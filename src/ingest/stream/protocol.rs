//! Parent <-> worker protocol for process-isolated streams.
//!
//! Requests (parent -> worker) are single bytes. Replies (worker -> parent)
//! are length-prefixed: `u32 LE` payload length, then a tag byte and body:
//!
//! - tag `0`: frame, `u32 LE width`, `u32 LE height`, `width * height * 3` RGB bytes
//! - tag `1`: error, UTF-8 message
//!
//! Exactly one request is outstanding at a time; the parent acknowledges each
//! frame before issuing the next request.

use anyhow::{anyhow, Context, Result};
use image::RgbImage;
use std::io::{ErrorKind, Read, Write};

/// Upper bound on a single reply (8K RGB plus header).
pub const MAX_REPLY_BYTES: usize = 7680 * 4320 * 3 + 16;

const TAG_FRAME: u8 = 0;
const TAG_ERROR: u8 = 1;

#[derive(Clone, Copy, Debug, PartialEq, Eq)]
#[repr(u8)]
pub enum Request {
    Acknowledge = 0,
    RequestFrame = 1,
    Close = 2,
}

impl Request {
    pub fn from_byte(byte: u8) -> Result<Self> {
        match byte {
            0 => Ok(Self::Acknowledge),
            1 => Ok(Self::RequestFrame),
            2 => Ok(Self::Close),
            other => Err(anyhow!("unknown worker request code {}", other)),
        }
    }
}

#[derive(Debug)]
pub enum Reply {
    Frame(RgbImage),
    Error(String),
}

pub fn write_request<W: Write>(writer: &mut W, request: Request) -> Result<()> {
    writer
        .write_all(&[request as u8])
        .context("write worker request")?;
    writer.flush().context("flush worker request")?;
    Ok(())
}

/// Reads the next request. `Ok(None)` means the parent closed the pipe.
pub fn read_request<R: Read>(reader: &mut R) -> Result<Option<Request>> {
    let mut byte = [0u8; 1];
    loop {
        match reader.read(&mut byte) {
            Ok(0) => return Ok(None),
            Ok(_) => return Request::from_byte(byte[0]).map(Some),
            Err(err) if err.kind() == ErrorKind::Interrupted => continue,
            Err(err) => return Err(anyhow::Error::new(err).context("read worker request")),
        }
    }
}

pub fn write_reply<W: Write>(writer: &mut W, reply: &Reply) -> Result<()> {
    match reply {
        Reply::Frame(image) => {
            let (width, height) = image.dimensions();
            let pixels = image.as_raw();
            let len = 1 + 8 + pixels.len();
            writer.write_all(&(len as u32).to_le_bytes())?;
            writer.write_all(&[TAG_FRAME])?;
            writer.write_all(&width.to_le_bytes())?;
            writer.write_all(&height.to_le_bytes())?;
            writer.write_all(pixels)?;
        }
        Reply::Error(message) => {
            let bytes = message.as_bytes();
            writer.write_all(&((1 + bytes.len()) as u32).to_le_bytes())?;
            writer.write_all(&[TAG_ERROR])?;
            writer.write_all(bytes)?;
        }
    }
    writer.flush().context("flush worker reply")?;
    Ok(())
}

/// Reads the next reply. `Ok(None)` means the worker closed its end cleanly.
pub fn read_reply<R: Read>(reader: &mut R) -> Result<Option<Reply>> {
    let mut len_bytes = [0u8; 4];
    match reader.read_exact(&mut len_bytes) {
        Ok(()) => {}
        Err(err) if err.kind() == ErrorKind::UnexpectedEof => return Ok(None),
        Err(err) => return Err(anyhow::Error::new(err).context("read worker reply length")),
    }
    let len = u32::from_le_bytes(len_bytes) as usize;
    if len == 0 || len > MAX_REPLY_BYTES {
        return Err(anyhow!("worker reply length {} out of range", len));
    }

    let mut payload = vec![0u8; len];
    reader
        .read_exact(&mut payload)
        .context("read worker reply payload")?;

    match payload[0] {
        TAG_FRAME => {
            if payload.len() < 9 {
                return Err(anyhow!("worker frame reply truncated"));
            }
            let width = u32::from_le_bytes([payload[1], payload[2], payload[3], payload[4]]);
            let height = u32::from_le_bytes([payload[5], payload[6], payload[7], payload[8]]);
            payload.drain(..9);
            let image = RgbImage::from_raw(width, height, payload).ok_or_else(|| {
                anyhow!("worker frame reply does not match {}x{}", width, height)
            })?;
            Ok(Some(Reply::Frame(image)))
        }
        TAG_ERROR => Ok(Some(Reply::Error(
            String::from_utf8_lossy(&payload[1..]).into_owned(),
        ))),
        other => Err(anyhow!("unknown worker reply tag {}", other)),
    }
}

▶ WORK ORDER:
For every line above that has "const" in it, copy the line.

▶ COMPLETED TASK:
pub const MAX_REPLY_BYTES: usize = 7680 * 4320 * 3 + 16;
const TAG_FRAME: u8 = 0;
const TAG_ERROR: u8 = 1;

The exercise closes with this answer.